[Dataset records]
..............................
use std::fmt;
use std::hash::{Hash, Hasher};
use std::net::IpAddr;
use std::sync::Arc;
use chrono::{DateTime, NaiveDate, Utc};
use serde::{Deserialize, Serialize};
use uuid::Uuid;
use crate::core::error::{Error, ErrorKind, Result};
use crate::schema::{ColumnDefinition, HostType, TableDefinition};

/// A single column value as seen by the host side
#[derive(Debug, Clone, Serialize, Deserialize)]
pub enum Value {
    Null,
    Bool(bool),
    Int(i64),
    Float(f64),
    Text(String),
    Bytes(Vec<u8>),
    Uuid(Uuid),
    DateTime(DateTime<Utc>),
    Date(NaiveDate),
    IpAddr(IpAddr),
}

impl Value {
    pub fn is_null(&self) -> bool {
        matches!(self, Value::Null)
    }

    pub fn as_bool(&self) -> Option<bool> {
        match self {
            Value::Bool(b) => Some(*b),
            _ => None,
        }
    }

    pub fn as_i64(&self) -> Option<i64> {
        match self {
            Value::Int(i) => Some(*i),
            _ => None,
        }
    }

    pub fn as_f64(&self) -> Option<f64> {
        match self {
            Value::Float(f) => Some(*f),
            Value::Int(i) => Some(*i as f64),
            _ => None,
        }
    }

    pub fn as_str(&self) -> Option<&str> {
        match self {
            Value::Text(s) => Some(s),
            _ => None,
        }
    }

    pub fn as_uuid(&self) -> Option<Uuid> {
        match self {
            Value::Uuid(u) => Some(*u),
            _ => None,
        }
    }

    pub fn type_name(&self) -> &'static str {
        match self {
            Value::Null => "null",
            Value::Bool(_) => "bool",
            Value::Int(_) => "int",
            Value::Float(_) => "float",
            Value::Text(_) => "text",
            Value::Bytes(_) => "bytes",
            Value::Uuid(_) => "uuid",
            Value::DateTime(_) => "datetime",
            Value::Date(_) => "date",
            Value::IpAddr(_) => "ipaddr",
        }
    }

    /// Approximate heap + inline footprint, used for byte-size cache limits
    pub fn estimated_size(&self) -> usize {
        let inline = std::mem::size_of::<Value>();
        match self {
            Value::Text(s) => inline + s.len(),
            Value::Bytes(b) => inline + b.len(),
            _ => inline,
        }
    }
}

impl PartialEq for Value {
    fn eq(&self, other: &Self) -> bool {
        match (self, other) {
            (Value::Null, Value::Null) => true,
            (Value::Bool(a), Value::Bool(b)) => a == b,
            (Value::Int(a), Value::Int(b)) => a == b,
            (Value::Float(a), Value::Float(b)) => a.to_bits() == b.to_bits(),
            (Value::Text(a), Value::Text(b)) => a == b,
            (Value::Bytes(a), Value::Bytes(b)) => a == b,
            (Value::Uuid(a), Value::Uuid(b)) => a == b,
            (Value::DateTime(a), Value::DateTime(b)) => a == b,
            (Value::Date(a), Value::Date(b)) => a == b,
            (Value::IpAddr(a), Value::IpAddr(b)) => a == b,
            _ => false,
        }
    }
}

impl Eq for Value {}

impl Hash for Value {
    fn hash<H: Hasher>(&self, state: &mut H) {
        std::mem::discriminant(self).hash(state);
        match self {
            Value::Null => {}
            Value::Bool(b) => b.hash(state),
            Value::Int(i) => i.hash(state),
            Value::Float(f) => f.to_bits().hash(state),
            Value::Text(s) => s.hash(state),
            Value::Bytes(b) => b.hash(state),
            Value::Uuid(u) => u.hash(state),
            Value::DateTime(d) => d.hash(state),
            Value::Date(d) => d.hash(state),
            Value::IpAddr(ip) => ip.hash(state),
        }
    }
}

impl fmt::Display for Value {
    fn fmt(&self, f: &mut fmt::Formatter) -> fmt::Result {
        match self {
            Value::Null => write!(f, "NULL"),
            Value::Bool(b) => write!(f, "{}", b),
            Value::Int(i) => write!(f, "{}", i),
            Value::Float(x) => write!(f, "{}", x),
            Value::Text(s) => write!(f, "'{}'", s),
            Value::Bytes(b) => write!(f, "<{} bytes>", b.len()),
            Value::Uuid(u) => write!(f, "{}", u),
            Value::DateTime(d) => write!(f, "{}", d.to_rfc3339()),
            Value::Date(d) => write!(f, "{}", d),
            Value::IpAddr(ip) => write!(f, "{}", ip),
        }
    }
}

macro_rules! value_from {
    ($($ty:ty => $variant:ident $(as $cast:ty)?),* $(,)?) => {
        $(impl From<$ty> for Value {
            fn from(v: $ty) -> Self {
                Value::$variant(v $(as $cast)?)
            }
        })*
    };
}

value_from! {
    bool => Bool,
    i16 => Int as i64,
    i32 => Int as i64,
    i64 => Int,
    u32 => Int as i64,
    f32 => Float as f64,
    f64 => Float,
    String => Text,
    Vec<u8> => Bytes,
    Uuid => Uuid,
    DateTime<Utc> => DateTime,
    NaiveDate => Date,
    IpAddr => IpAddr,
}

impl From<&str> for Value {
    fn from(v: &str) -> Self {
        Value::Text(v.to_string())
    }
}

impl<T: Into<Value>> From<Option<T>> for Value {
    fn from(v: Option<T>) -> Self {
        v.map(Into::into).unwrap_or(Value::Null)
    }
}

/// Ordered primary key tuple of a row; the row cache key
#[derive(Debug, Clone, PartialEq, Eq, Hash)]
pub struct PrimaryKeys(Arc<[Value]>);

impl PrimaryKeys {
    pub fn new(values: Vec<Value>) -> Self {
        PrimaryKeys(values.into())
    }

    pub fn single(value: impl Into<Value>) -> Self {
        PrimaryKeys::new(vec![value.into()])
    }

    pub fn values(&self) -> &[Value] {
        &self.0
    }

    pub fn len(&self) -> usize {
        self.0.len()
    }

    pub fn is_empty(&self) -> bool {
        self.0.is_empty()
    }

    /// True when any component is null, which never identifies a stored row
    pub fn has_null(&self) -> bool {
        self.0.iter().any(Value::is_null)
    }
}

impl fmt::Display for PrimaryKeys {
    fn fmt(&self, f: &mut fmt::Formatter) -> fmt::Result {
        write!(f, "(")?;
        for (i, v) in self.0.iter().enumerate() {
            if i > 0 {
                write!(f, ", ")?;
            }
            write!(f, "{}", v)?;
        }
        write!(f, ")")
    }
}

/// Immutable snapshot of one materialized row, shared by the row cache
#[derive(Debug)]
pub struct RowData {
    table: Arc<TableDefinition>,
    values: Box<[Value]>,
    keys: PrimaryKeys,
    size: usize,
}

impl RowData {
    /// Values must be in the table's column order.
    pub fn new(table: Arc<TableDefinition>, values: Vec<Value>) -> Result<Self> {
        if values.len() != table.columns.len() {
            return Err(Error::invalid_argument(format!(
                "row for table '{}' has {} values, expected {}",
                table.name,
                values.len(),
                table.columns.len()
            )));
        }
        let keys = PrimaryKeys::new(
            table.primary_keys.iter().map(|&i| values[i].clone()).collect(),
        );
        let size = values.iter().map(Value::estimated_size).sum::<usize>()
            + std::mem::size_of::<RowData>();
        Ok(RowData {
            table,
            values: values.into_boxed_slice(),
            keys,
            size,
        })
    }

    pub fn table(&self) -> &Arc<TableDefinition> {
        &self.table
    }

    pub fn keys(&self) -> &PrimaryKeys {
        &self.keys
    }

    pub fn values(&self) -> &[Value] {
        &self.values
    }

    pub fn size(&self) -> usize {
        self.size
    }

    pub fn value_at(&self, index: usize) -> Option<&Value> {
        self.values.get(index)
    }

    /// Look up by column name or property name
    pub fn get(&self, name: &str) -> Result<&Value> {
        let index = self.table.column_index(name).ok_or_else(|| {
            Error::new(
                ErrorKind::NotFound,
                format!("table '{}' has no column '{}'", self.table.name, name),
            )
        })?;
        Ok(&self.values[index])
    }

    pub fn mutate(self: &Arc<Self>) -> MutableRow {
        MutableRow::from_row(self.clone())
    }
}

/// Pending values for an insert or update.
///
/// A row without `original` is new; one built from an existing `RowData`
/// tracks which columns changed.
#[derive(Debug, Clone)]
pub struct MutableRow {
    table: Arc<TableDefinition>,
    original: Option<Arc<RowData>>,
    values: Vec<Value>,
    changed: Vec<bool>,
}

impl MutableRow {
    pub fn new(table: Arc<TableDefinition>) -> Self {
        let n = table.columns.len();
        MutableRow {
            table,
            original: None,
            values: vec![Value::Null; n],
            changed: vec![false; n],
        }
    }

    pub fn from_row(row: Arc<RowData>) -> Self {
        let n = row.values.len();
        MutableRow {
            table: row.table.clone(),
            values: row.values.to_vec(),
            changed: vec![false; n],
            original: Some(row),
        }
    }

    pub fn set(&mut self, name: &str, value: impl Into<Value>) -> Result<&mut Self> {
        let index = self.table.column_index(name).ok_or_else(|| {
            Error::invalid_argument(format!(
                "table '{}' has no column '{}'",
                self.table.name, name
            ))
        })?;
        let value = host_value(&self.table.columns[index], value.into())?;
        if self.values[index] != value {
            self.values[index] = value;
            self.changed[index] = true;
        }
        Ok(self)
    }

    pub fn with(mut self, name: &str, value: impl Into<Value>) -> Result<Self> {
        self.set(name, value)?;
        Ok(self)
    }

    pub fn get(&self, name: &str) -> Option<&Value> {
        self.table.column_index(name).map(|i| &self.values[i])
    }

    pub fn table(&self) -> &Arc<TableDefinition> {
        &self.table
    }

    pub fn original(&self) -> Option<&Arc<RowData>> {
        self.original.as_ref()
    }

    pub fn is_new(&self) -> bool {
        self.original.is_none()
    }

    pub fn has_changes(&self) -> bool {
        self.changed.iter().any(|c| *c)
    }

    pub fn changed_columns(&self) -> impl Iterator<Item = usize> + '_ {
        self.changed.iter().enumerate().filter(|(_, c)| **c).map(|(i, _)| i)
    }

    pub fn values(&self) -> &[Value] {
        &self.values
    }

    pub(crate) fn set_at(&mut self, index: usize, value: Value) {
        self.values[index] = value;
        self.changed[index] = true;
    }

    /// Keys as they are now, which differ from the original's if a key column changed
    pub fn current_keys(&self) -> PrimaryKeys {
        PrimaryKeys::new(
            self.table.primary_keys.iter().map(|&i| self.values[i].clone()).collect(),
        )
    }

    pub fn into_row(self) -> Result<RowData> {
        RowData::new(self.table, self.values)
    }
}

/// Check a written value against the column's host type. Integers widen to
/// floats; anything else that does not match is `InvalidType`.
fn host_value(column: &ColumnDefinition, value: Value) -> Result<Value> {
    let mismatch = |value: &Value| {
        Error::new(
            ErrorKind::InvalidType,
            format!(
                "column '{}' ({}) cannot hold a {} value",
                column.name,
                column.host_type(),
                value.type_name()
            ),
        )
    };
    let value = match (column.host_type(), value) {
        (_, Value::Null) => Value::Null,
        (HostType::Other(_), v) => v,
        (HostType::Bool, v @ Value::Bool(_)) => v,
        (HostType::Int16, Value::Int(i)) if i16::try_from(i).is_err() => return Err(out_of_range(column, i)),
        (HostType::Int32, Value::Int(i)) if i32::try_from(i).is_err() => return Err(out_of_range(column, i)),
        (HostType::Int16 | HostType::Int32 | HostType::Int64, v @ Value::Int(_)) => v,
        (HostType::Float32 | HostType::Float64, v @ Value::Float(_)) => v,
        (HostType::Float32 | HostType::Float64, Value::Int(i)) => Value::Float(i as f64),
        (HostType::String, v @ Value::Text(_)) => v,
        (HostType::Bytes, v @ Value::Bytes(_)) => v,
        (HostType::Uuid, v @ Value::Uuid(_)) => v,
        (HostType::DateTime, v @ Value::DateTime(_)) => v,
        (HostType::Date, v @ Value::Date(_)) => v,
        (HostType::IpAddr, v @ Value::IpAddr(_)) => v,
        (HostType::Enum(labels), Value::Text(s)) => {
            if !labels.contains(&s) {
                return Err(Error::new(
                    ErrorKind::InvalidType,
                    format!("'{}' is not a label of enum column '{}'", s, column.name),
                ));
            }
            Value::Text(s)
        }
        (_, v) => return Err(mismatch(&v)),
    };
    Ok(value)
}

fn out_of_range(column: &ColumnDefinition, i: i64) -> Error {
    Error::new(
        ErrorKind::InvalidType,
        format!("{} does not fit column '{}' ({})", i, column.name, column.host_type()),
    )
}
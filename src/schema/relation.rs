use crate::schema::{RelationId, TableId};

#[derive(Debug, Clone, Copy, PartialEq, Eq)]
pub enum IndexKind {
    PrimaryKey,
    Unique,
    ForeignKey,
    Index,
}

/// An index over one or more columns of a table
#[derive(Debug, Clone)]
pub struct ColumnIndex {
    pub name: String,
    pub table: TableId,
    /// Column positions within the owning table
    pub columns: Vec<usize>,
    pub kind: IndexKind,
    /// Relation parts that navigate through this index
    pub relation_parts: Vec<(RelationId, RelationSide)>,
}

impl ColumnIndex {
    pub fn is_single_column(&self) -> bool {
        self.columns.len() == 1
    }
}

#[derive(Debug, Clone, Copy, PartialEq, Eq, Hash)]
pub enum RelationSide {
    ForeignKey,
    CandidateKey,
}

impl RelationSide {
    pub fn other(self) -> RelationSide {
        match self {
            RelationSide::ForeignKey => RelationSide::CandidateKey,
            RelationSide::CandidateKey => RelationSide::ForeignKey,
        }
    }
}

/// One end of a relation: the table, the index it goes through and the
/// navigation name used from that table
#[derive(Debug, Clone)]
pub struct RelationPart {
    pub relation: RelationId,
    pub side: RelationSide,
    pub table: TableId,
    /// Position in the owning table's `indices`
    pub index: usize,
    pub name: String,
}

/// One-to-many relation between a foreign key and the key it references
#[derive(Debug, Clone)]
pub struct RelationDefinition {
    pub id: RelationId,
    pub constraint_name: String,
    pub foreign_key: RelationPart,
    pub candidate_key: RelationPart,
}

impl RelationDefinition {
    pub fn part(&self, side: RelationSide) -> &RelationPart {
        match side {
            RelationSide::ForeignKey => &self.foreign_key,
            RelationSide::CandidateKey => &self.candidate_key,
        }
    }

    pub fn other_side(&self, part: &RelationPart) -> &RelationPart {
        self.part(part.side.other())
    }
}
..............................
-- REQUIRED WORK --
Could you state how many lines above include the word "CandidateKey"? Reply with that number alone.

-- OUTPUT FOR THIS TASK --
4